Every line in the records below with the string "NavLevel" is to be copied out.

Saved data entries

******************************

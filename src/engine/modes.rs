//! Level and mode state types for the review engine.
//!
//! [`NavLevel`] names where the cursor sits in the
//! Screens → Items → Sections → SectionItems tree (plus the one nested drill
//! behind a secondary id). [`Mode`] names which interaction overlay is
//! active: plain browsing, grid selection, the sort menu, or type-ahead
//! search. The two are orthogonal — an overlay suspends browsing without
//! discarding the cursor underneath it.

use crate::grid::GridNav;

/// Depth of the cursor in the navigation tree.
#[derive(Debug, Clone, Copy, PartialEq, Eq)]
pub enum NavLevel {
    /// Top level: cursor over the list of screens.
    Screens,
    /// Cursor over the current screen's items.
    Items,
    /// Cursor over the current item's sections.
    Sections,
    /// Cursor over the current section's entries.
    SectionItems,
    /// Cursor over the nested sections behind a secondary id.
    SubSections,
    /// Cursor over a nested section's entries. Deepest level.
    SubSectionItems,
}

/// Grid overlay state: the cell cursor plus the item it was opened from,
/// so the snapshot can be re-fetched after a dispatched adjustment.
#[derive(Debug)]
pub struct GridState {
    pub nav: GridNav,
    pub item_index: usize,
}

/// Sort menu overlay: the option list and the highlighted entry.
#[derive(Debug)]
pub struct SortMenuState {
    pub options: Vec<String>,
    pub index: usize,
}

/// Type-ahead search overlay.
///
/// The query only moves the cursor, never the item universe, so indices
/// stay stable for a listener who has already heard the list.
#[derive(Debug, Default)]
pub struct SearchState {
    pub query: String,
    /// Item index to restore when the search is cancelled.
    pub restore_index: usize,
}

/// Which interaction overlay currently interprets commands.
#[derive(Debug)]
pub enum Mode {
    /// Plain tree browsing.
    Browse,
    /// Grid selection over a priority matrix.
    Grid(GridState),
    /// Choosing a sort order for the current screen.
    SortMenu(SortMenuState),
    /// Typing an incremental item search.
    Search(SearchState),
}
fn drill<H>(
    state: &mut ReviewState,
    screens: &mut [Box<dyn Screen<H>>],
    ctx: &H,
) -> Vec<Action> {
    match state.nav.drill_down(screens, ctx) {
        Ok(DrillOutcome::Drilled) => {
            if state.nav.level() == NavLevel::Items {
                // Entered a screen: the activation announcement refreshes
                // the item list as a side effect.
                let text = match screens.get_mut(state.nav.screen_index()) {
                    Some(screen) => screen.activation_announcement(ctx),
                    None => "No screens".to_string(),
                };
                vec![Action::say(text)]
            } else {
                vec![Action::say(state.nav.describe_current(screens, ctx, state.verbose))]
            }
        }
        // The dispatched action owns its own speech; do not re-announce.
        Ok(DrillOutcome::Activated(token)) => vec![Action::Dispatch(token)],
        Ok(DrillOutcome::EnteredGrid(model)) => {
            let nav = GridNav::new(model);
            let announcement = format!("{} grid. {}", nav.title(), nav.spoken_cell());
            state.mode = Mode::Grid(GridState {
                nav,
                item_index: state.nav.item_index(),
            });
            vec![Action::say(announcement)]
        }
        Ok(DrillOutcome::Nothing) => vec![],
        Err(error) => read_failure(screens, state.nav.screen_index(), &error),
    }
}

fn letter_jump<H>(
    state: &mut ReviewState,
    screens: &mut [Box<dyn Screen<H>>],
    ctx: &H,
    letter: char,
) -> Vec<Action> {
    if state.nav.level() != NavLevel::Items {
        return vec![];
    }
    let index = state.nav.screen_index();
    let Some(screen) = screens.get(index) else {
        return vec![];
    };
    if !screen.capabilities().letter_jump {
        return vec![];
    }
    match screen.find_next_item_by_letter(ctx, letter, state.nav.item_index()) {
        Ok(Some(hit)) => {
            state.nav.jump_to_item(hit);
            vec![Action::say(state.nav.describe_current(screens, ctx, state.verbose))]
        }
        Ok(None) => vec![Action::say(format!("No items starting with {letter}"))],
        Err(error) => read_failure(screens, index, &error),
    }
}
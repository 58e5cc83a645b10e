//! A data-driven [`Screen`] built from declarative items.
//!
//! Useful for fixed menus (mod settings, help topics) and as the fixture
//! screen in tests: all content is owned by the screen itself, so `refresh`
//! is a no-op and no host context is consulted.

use std::collections::HashMap;

use crate::domain::{CommandToken, Result};
use crate::grid::GridModel;
use crate::screens::{Capabilities, Screen, Section};

/// One declarative item of a [`StaticScreen`].
#[derive(Debug, Clone)]
pub struct StaticItem {
    name: String,
    summary: String,
    detail: String,
    sections: Vec<Section>,
    command: Option<CommandToken>,
    grid: Option<GridModel>,
}

impl StaticItem {
    /// Creates an item whose summary defaults to its name.
    #[must_use]
    pub fn new(name: impl Into<String>) -> Self {
        let name = name.into();
        Self {
            summary: name.clone(),
            name,
            detail: String::new(),
            sections: Vec::new(),
            command: None,
            grid: None,
        }
    }

    /// Overrides the spoken summary line.
    #[must_use]
    pub fn summary(mut self, summary: impl Into<String>) -> Self {
        self.summary = summary.into();
        self
    }

    /// Sets the detail text read on demand.
    #[must_use]
    pub fn detail(mut self, detail: impl Into<String>) -> Self {
        self.detail = detail.into();
        self
    }

    /// Appends a drill-down section.
    #[must_use]
    pub fn section(mut self, section: Section) -> Self {
        self.sections.push(section);
        self
    }

    /// Sets the activation command for a sectionless item.
    #[must_use]
    pub fn command(mut self, command: CommandToken) -> Self {
        self.command = Some(command);
        self
    }

    /// Marks the item as a composite grid.
    #[must_use]
    pub fn grid(mut self, grid: GridModel) -> Self {
        self.grid = Some(grid);
        self
    }
}

/// A [`Screen`] whose items are fixed at construction.
#[derive(Debug, Clone, Default)]
pub struct StaticScreen {
    name: String,
    description: String,
    capabilities: Capabilities,
    items: Vec<StaticItem>,
    secondary: HashMap<String, Vec<Section>>,
}

impl StaticScreen {
    #[must_use]
    pub fn new(name: impl Into<String>, description: impl Into<String>) -> Self {
        Self {
            name: name.into(),
            description: description.into(),
            ..Self::default()
        }
    }

    /// Declares the screen's capability set.
    #[must_use]
    pub fn capabilities(mut self, capabilities: Capabilities) -> Self {
        self.capabilities = capabilities;
        self
    }

    /// Appends an item. Insertion order is traversal order.
    #[must_use]
    pub fn item(mut self, item: StaticItem) -> Self {
        self.items.push(item);
        self
    }

    /// Registers the nested sections behind a secondary id.
    #[must_use]
    pub fn secondary(mut self, id: impl Into<String>, sections: Vec<Section>) -> Self {
        self.secondary.insert(id.into(), sections);
        self
    }
}

impl<H> Screen<H> for StaticScreen {
    fn name(&self) -> &str {
        &self.name
    }

    fn description(&self) -> &str {
        &self.description
    }

    fn capabilities(&self) -> Capabilities {
        self.capabilities
    }

    fn refresh(&mut self, _ctx: &H) -> Result<()> {
        Ok(())
    }

    fn item_count(&self) -> usize {
        self.items.len()
    }

    fn item_summary(&self, _ctx: &H, index: usize) -> Result<String> {
        Ok(self
            .items
            .get(index)
            .map_or_else(|| "Invalid item".to_string(), |item| item.summary.clone()))
    }

    fn item_detail(&self, ctx: &H, index: usize) -> Result<String> {
        match self.items.get(index) {
            Some(item) if !item.detail.is_empty() => Ok(item.detail.clone()),
            _ => self.item_summary(ctx, index),
        }
    }

    fn sortable_name(&self, _ctx: &H, index: usize) -> Result<String> {
        Ok(self
            .items
            .get(index)
            .map_or_else(String::new, |item| item.name.clone()))
    }

    fn sections_for_item(&self, _ctx: &H, index: usize) -> Result<Vec<Section>> {
        Ok(self
            .items
            .get(index)
            .map_or_else(Vec::new, |item| item.sections.clone()))
    }

    fn item_command(&self, _ctx: &H, index: usize) -> Option<CommandToken> {
        self.items.get(index).and_then(|item| item.command.clone())
    }

    fn grid_for_item(&self, _ctx: &H, index: usize) -> Result<Option<GridModel>> {
        Ok(self.items.get(index).and_then(|item| item.grid.clone()))
    }

    fn sections_for_secondary(&self, _ctx: &H, id: &str) -> Result<Vec<Section>> {
        Ok(self.secondary.get(id).cloned().unwrap_or_default())
    }
}
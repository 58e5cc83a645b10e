//! Tracing initialization.
//!
//! The engine logs through `tracing` everywhere; this module wires up a
//! subscriber when the embedding layer asks for one. Output goes to a log
//! file via a non-blocking appender — the host owns stdout, and blocking
//! the frame callback on log IO is not acceptable.
//!
//! Logging is strictly optional: no configured log directory means no
//! subscriber, and any failure while setting one up leaves the engine
//! running unlogged rather than failing initialization.

use tracing_subscriber::layer::SubscriberExt;
use tracing_subscriber::util::SubscriberInitExt;
use tracing_subscriber::EnvFilter;

use crate::Config;

/// Initializes the tracing subscriber with file output.
///
/// Returns the appender's worker guard, which the embedding layer must keep
/// alive for the lifetime of the process — dropping it stops the background
/// writer and loses buffered log lines. Returns `None` when logging is not
/// configured, the log directory cannot be created, or a global subscriber
/// is already installed.
///
/// Idempotent: only the first successful call installs a subscriber.
#[must_use]
pub fn init_tracing(config: &Config) -> Option<tracing_appender::non_blocking::WorkerGuard> {
    let directory = config.log_dir.as_ref()?;
    std::fs::create_dir_all(directory).ok()?;

    let level = config.log_level.clone().unwrap_or_else(|| "info".to_string());
    let appender = tracing_appender::rolling::never(directory, "saynav.log");
    let (writer, guard) = tracing_appender::non_blocking(appender);

    let subscriber = tracing_subscriber::registry().with(EnvFilter::new(level)).with(
        tracing_subscriber::fmt::layer()
            .with_writer(writer)
            .with_ansi(false)
            .with_target(true),
    );
    subscriber.try_init().ok()?;
    Some(guard)
}
//! Single-slot section cache.
//!
//! Building sections can mean walking live host objects, so the engine keeps
//! exactly one fetched result around: the sections of the item the cursor is
//! currently on. The slot is invalidated on item change, on refresh, and
//! after any dispatched action that may have mutated host state.

use crate::domain::Result;
use crate::screens::Section;

/// Caches the sections of a single item index.
#[derive(Debug, Default)]
pub struct SectionCache {
    slot: Option<(usize, Vec<Section>)>,
}

impl SectionCache {
    #[must_use]
    pub fn new() -> Self {
        Self::default()
    }

    /// Returns the sections for `index`, fetching only on a miss.
    ///
    /// A hit requires the slot to hold the same index; any other index
    /// replaces the slot. A failed fetch leaves the slot empty so the next
    /// call retries.
    ///
    /// # Errors
    ///
    /// Propagates the fetch error on a miss.
    pub fn get_or_fetch<F>(&mut self, index: usize, fetch: F) -> Result<&[Section]>
    where
        F: FnOnce() -> Result<Vec<Section>>,
    {
        let hit = matches!(&self.slot, Some((cached, _)) if *cached == index);
        if !hit {
            self.slot = None;
            self.slot = Some((index, fetch()?));
        }
        match &self.slot {
            Some((_, sections)) => Ok(sections),
            None => Ok(&[]),
        }
    }

    /// Returns the cached sections for `index` without fetching.
    #[must_use]
    pub fn peek(&self, index: usize) -> Option<&[Section]> {
        match &self.slot {
            Some((cached, sections)) if *cached == index => Some(sections),
            _ => None,
        }
    }

    /// Drops the slot unconditionally.
    pub fn invalidate(&mut self) {
        self.slot = None;
    }
}
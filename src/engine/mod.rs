//! Review-mode engine: the tree cursor, its modes, and command handling.
//!
//! The engine follows a unidirectional flow:
//!
//! ```text
//! NavCommand → handle_command → state mutations → Actions → side effects
//!                                                    │
//!                       after_dispatch ◄── Dispatch executed by embedder
//! ```
//!
//! # Modules
//!
//! - [`state`]: [`NavigationState`], the cursor state machine
//! - [`modes`]: level and overlay-mode types
//! - [`handler`]: command processing and the action contract
//! - [`actions`]: side effect commands returned by the handler

pub mod actions;
pub mod handler;
pub mod modes;
pub mod state;

pub use actions::Action;
pub use handler::{after_dispatch, handle_command};
pub use modes::{Mode, NavLevel};
pub use state::{DrillOutcome, NavigationState};

use crate::Verbosity;

/// The engine's whole mutable state: the tree cursor plus whichever overlay
/// mode is active.
#[derive(Debug)]
pub struct ReviewState {
    /// The cursor over the Screens → Items → Sections → SectionItems tree.
    pub nav: NavigationState,
    pub(crate) mode: Mode,
    pub(crate) verbose: bool,
}

impl ReviewState {
    #[must_use]
    pub fn new(verbosity: Verbosity) -> Self {
        Self {
            nav: NavigationState::new(),
            mode: Mode::Browse,
            verbose: verbosity == Verbosity::Verbose,
        }
    }

    /// Whether type-ahead search is open (typed characters are query input).
    #[must_use]
    pub fn is_searching(&self) -> bool {
        matches!(self.mode, Mode::Search(_))
    }

    /// Whether grid mode currently interprets movement.
    #[must_use]
    pub fn in_grid(&self) -> bool {
        matches!(self.mode, Mode::Grid(_))
    }
}
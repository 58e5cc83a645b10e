//! Section and section-item model.
//!
//! A [`Section`] is a named, ordered group of detail/action entries under a
//! drilled-into item. Sections are built incrementally by the owning screen;
//! insertion order is significant because it is the order the user hears and
//! traverses. A section with zero items is valid and simply announces
//! "no items" when entered.

use serde::{Deserialize, Serialize};

use crate::domain::CommandToken;

/// A leaf entry within a [`Section`].
///
/// Carries a summary line, an optional longer value string, an optional
/// detail text, and at most one activation command. An entry may also carry a
/// secondary identifier that lets the hosting screen resolve further nested
/// sections (the mechanism for drilling from, e.g., a ledger line into the
/// hab that generated it).
#[derive(Debug, Clone, PartialEq, Eq, Serialize, Deserialize)]
pub struct SectionItem {
    summary: String,
    #[serde(default)]
    value: String,
    #[serde(default)]
    detail: String,
    #[serde(default, skip_serializing_if = "Option::is_none")]
    command: Option<CommandToken>,
    #[serde(default, skip_serializing_if = "Option::is_none")]
    secondary_id: Option<String>,
}

impl SectionItem {
    /// Creates an entry with only a summary line.
    #[must_use]
    pub fn new(summary: impl Into<String>) -> Self {
        Self {
            summary: summary.into(),
            value: String::new(),
            detail: String::new(),
            command: None,
            secondary_id: None,
        }
    }

    /// Attaches a value string spoken after the summary.
    #[must_use]
    pub fn value(mut self, value: impl Into<String>) -> Self {
        self.value = value.into();
        self
    }

    /// Attaches a longer detail text, read on demand.
    #[must_use]
    pub fn detail(mut self, detail: impl Into<String>) -> Self {
        self.detail = detail.into();
        self
    }

    /// Attaches an activation command.
    #[must_use]
    pub fn command(mut self, command: CommandToken) -> Self {
        self.command = Some(command);
        self
    }

    /// Attaches a secondary identifier enabling a further drill-down.
    #[must_use]
    pub fn secondary(mut self, id: impl Into<String>) -> Self {
        self.secondary_id = Some(id.into());
        self
    }

    #[must_use]
    pub fn summary_text(&self) -> &str {
        &self.summary
    }

    #[must_use]
    pub fn detail_text(&self) -> &str {
        &self.detail
    }

    #[must_use]
    pub fn value_text(&self) -> &str {
        &self.value
    }

    #[must_use]
    pub fn activation(&self) -> Option<&CommandToken> {
        self.command.as_ref()
    }

    #[must_use]
    pub fn secondary_id(&self) -> Option<&str> {
        self.secondary_id.as_deref()
    }

    /// The line spoken when the cursor lands on this entry.
    ///
    /// Summary and value joined as "summary: value"; just the summary when no
    /// value is set.
    #[must_use]
    pub fn spoken_line(&self) -> String {
        if self.value.is_empty() {
            self.summary.clone()
        } else {
            format!("{}: {}", self.summary, self.value)
        }
    }
}

/// A named, ordered collection of [`SectionItem`]s belonging to one item.
#[derive(Debug, Clone, PartialEq, Eq, Serialize, Deserialize)]
pub struct Section {
    name: String,
    items: Vec<SectionItem>,
}

impl Section {
    /// Creates an empty section.
    #[must_use]
    pub fn new(name: impl Into<String>) -> Self {
        Self {
            name: name.into(),
            items: Vec::new(),
        }
    }

    /// Appends an entry. Insertion order is traversal order.
    pub fn push(&mut self, item: SectionItem) {
        self.items.push(item);
    }

    /// Builder-style [`push`](Self::push).
    #[must_use]
    pub fn with(mut self, item: SectionItem) -> Self {
        self.items.push(item);
        self
    }

    #[must_use]
    pub fn name(&self) -> &str {
        &self.name
    }

    #[must_use]
    pub fn items(&self) -> &[SectionItem] {
        &self.items
    }

    #[must_use]
    pub fn item(&self, index: usize) -> Option<&SectionItem> {
        self.items.get(index)
    }

    #[must_use]
    pub fn len(&self) -> usize {
        self.items.len()
    }

    #[must_use]
    pub fn is_empty(&self) -> bool {
        self.items.is_empty()
    }

    /// The line spoken when the cursor lands on this section.
    #[must_use]
    pub fn spoken_line(&self) -> String {
        match self.items.len() {
            0 => format!("{}. no items", self.name),
            1 => format!("{}. 1 item", self.name),
            n => format!("{}. {n} items", self.name),
        }
    }
}

#[cfg(test)]
mod tests {
    use super::*;

    #[test]
    fn spoken_line_joins_summary_and_value() {
        let item = SectionItem::new("Mission control").value("4");
        assert_eq!(item.spoken_line(), "Mission control: 4");
    }

    #[test]
    fn spoken_line_without_value_is_summary() {
        let item = SectionItem::new("Recruit candidate");
        assert_eq!(item.spoken_line(), "Recruit candidate");
    }

    #[test]
    fn empty_section_announces_no_items() {
        let section = Section::new("Organizations");
        assert!(section.is_empty());
        assert_eq!(section.spoken_line(), "Organizations. no items");
    }

    #[test]
    fn insertion_order_is_preserved() {
        let section = Section::new("Resources")
            .with(SectionItem::new("Money").value("120"))
            .with(SectionItem::new("Influence").value("3"))
            .with(SectionItem::new("Ops").value("7"));
        let names: Vec<_> = section
            .items()
            .iter()
            .map(SectionItem::summary_text)
            .collect();
        assert_eq!(names, ["Money", "Influence", "Ops"]);
        assert_eq!(section.spoken_line(), "Resources. 3 items");
    }
}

******************************

Final answer.
//! [`NavLevel`] names where the cursor sits in the
pub enum NavLevel {
            if state.nav.level() == NavLevel::Items {
    if state.nav.level() != NavLevel::Items {
pub use modes::{Mode, NavLevel};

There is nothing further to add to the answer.